- [ACTIVITY] What lines below contain the word "entry"? Please pull each one out.

- [SOURCE DATA]
//! Traversable resolvers.
//!
//! A resolver decides whether the engine may read a property (reachable)
//! and whether it may cascade into its value (cascadable).

use crate::{ValidationError, ValidationResult};
use beanval_core::{BeanIdentity, BeanRef, Node, Path, TypeName};
use std::collections::HashMap;
use thiserror::Error;

/// A resolver could not answer.
#[derive(Debug, Clone, PartialEq, Eq, Error)]
#[error("{0}")]
pub struct ResolverFailure(pub String);

/// The kind of element a traversal question is asked about.
#[derive(Debug, Clone, Copy, PartialEq, Eq, Hash)]
pub enum ElementType {
    Property,
    Parameter,
    ReturnValue,
}

/// One traversal question.
#[derive(Debug, Clone, Copy)]
pub struct Traversal<'a> {
    /// The bean hosting the element, absent when validating a bare value.
    pub bean: Option<&'a BeanRef>,
    /// The node of the element.
    pub node: &'a Node,
    pub root_type: &'a TypeName,
    /// Path from the root to the hosting bean.
    pub path_to_bean: &'a Path,
    pub element_type: ElementType,
}

pub trait TraversableResolver: Send + Sync {
    fn is_reachable(&self, traversal: &Traversal<'_>) -> Result<bool, ResolverFailure>;

    fn is_cascadable(&self, traversal: &Traversal<'_>) -> Result<bool, ResolverFailure>;
}

/// Everything is reachable and cascadable.
#[derive(Debug, Clone, Copy, Default)]
pub struct TraverseAll;

impl TraversableResolver for TraverseAll {
    fn is_reachable(&self, _traversal: &Traversal<'_>) -> Result<bool, ResolverFailure> {
        Ok(true)
    }

    fn is_cascadable(&self, _traversal: &Traversal<'_>) -> Result<bool, ResolverFailure> {
        Ok(true)
    }
}

#[derive(Debug, Clone, PartialEq, Eq, Hash)]
struct TraversalKey {
    bean: Option<BeanIdentity>,
    node: Node,
    path_to_bean: Path,
    element_type: ElementType,
}

#[derive(Debug, Clone, Copy, Default)]
struct Answers {
    reachable: Option<bool>,
    cascadable: Option<bool>,
}

/// Remembers the answers of a resolver for one validation call.
///
/// Keys contain bean identities, which are only meaningful while the
/// validated graph is borrowed by the call; never keep one across calls.
pub(crate) struct CachingResolver<'r> {
    delegate: &'r dyn TraversableResolver,
    answers: HashMap<TraversalKey, Answers>,
}

impl<'r> CachingResolver<'r> {
    pub(crate) fn new(delegate: &'r dyn TraversableResolver) -> Self {
        Self {
            delegate,
            answers: HashMap::new(),
        }
    }

    pub(crate) fn is_reachable(&mut self, traversal: &Traversal<'_>) -> ValidationResult<bool> {
        let key = Self::key(traversal);
        if let Some(reachable) = self.answers.get(&key).and_then(|a| a.reachable) {
            return Ok(reachable);
        }
        let reachable = self
            .delegate
            .is_reachable(traversal)
            .map_err(|e| Self::failure(traversal, e))?;
        self.answers.entry(key).or_default().reachable = Some(reachable);
        Ok(reachable)
    }

    /// Reachable and cascadable. Cascadability is only asked when reachable.
    pub(crate) fn is_cascade_required(&mut self, traversal: &Traversal<'_>) -> ValidationResult<bool> {
        if !self.is_reachable(traversal)? {
            return Ok(false);
        }
        let key = Self::key(traversal);
        if let Some(cascadable) = self.answers.get(&key).and_then(|a| a.cascadable) {
            return Ok(cascadable);
        }
        let cascadable = self
            .delegate
            .is_cascadable(traversal)
            .map_err(|e| Self::failure(traversal, e))?;
        self.answers.entry(key).or_default().cascadable = Some(cascadable);
        Ok(cascadable)
    }

    fn key(traversal: &Traversal<'_>) -> TraversalKey {
        TraversalKey {
            bean: traversal.bean.map(BeanRef::identity),
            node: traversal.node.clone(),
            path_to_bean: traversal.path_to_bean.clone(),
            element_type: traversal.element_type,
        }
    }

    fn failure(traversal: &Traversal<'_>, e: ResolverFailure) -> ValidationError {
        ValidationError::TraversableResolverFailed {
            path: traversal.path_to_bean.add_property(traversal.node.name()).to_string(),
            reason: e.0,
        }
    }
}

- [EXERCISE SOLUTION]
        self.answers.entry(key).or_default().reachable = Some(reachable);
        self.answers.entry(key).or_default().cascadable = Some(cascadable);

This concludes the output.